Due to the tendency of nanowriting to speculate on the far future and to prognosticate its role in the radical metamorphosis of human life (coupled with the fact that nanotech research has yet to produce material counterparts to its adventurous mathematical models and computer simulations) many critics have claimed that nanotechnology is less a science and more a science fiction. For instance, David E. H. Jones, chemist at the University of Newcastle upon Tyne, insinuates that nanotech is not a “realistic” science, and that, because its aspirations seem to violate certain natural limits of physics, “nanotechnology need not be taken seriously. It will remain just another exhibit in the freak-show that is the boundless-optimism school of technical forecasting.”¹⁶ Gary Stix, staff writer for Scientific American and persistent critic of nanotech, has compared Drexler’s writings to the scientific romances of Jules Verne and H. G. Wells, suggesting that “real nanotechnology” is not to be found in these science fiction stories.¹⁷ Furthermore, Stix maintains that nanowriting, a “subgenre of science fiction,” damages the legitimacy of nanoscience in the public eye and that “[d]istinguishing between what’s real and what’s not” is essential for nanotech’s prosperity.¹⁸ Similarly, Stanford University biophysicist Steven M. Block has said that many nanoscientists, particularly Drexler and the “cult of futurists” involved with the Foresight Institute, have been too influenced by laughable science fiction expectations and have gotten ahead of themselves; he proposes that for “real science to proceed, nanotechnologists ought to distance themselves from the giggle factor.”¹⁹

Several critics have stated that direct atomic manipulation and engineering is not physically possible for thermodynamic or quantum mechanical reasons; others have suggested that, without experimental verification to support its outrageous notions and imaginary miraculous devices, nanotechnology is not scientifically valid; many more have dismissed the long-range predictions made by nanowriting on the grounds that such speculation obscures the reality of present-day research and the appreciable accomplishments within the field.
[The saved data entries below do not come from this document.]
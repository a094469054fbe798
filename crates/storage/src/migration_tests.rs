// SPDX-License-Identifier: BUSL-1.1
// Copyright (c) 2026 Alfred Jean LLC

use super::*;
use serde_json::json;

struct BumpVersion;

impl Migration for BumpVersion {
    fn source_version(&self) -> u32 {
        1
    }
    fn target_version(&self) -> u32 {
        2
    }
    fn migrate(&self, snapshot: &mut Value) -> Result<(), MigrationError> {
        if let Some(obj) = snapshot.as_object_mut() {
            obj.insert("added_in_v2".to_string(), json!(true));
        }
        Ok(())
    }
}

#[test]
fn same_version_is_a_no_op() {
    let registry = MigrationRegistry::new();
    let snapshot = json!({"v": 1, "x": 1});
    let migrated = registry.migrate_to(snapshot.clone(), 1).expect("migrate");
    assert_eq!(migrated, snapshot);
}

#[test]
fn newer_than_target_is_rejected() {
    let registry = MigrationRegistry::new();
    let snapshot = json!({"v": 3});
    let err = registry.migrate_to(snapshot, 1).unwrap_err();
    assert!(matches!(err, MigrationError::TooNew(3, 1)));
}

#[test]
fn missing_migration_path_errors() {
    let registry = MigrationRegistry::new();
    let snapshot = json!({"v": 1});
    let err = registry.migrate_to(snapshot, 2).unwrap_err();
    assert!(matches!(err, MigrationError::NoPath(1, 2)));
}
// SPDX-License-Identifier: BUSL-1.1
// Copyright (c) 2026 Alfred Jean LLC

//! Errors the Agent Loop can raise. Tool-level failures never reach this
//! type — they are rendered as text and fed back to the LLM instead.

use thiserror::Error;

#[derive(Debug, Error)]
pub enum AgentError {
    #[error("gateway error: {0}")]
    Gateway(#[from] forge_gateway::GatewayError),
}
// SPDX-License-Identifier: BUSL-1.1
// Copyright (c) 2026 Alfred Jean LLC

//! Daemon lifecycle and diagnostic logging for the CLI client.

use std::path::Path;

use crate::client::{timeout_exit, ClientError, DaemonClient};
use crate::daemon_process::{
    cleanup_stale_files, daemon_socket, force_kill_daemon, process_exists, read_daemon_pid,
    wait_for_exit,
};

/// Stop the daemon for `project_root` (graceful first, then forceful).
/// Returns true if a daemon was stopped, false if it wasn't running.
pub async fn daemon_stop(project_root: &Path, kill: bool) -> Result<bool, ClientError> {
    let client = match DaemonClient::connect(project_root) {
        Ok(c) => c,
        Err(ClientError::DaemonNotRunning) => {
            cleanup_stale_files(project_root);
            return Ok(false);
        }
        Err(e) => return Err(e),
    };

    let shutdown_result = if kill { None } else { Some(client.shutdown().await) };

    if let Some(pid) = read_daemon_pid(project_root) {
        if matches!(shutdown_result, Some(Ok(()))) {
            wait_for_exit(pid, timeout_exit()).await;
        }
        if process_exists(pid) {
            force_kill_daemon(pid);
            wait_for_exit(pid, timeout_exit()).await;
        }
    }

    cleanup_stale_files(project_root);
    Ok(true)
}

/// Write a diagnostic message to `<project_root>/.forge/cli.log`.
fn write_cli_log(project_root: &Path, message: String) {
    use std::io::Write;
    use std::time::SystemTime;

    let log_path = project_root.join(".forge").join("cli.log");
    if let Some(parent) = log_path.parent() {
        let _ = std::fs::create_dir_all(parent);
    }

    if let Ok(mut file) = std::fs::OpenOptions::new()
        .create(true)
        .append(true)
        .open(&log_path)
    {
        let timestamp = SystemTime::now()
            .duration_since(SystemTime::UNIX_EPOCH)
            .map(|d| d.as_secs())
            .unwrap_or(0);
        let pid = std::process::id();

        let _ = writeln!(file, "[ts={}] pid={} {}", timestamp, pid, message);
    }
}

/// Log a connection error for debugging.
pub fn log_connection_error(project_root: &Path, error: &ClientError) {
    let socket_path = daemon_socket(project_root).display().to_string();
    write_cli_log(project_root, format!("socket={} error={}", socket_path, error));
}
These attacks have in common a strategic use of the term “real science” opposed to “science fiction,” and, whether rejecting the entire field as mere fantasy or attempting to extricate the scientific facts of nanotech from their science-fictional entanglements, charges of science-fictionality have repeatedly called the epistemological status of nanotechnology into question.²⁰

Nanotechnology has responded to these attacks with various rhetorical strategies intended to distance its science from the negative associations of science fiction. However, I will be arguing that such strategies ultimately end up collapsing the distinction, reinforcing the science-fictional aspects of nanowriting at the same time as rescuing its scientific legitimacy. I hope to make clear that the scientific achievements of nanotechnology have been and will continue to be extraordinarily significant; but, without contradiction, nanotechnology is thoroughly science-fictional in imagining its own future, and the future of the world, as the product of scientific advances that have not yet occurred.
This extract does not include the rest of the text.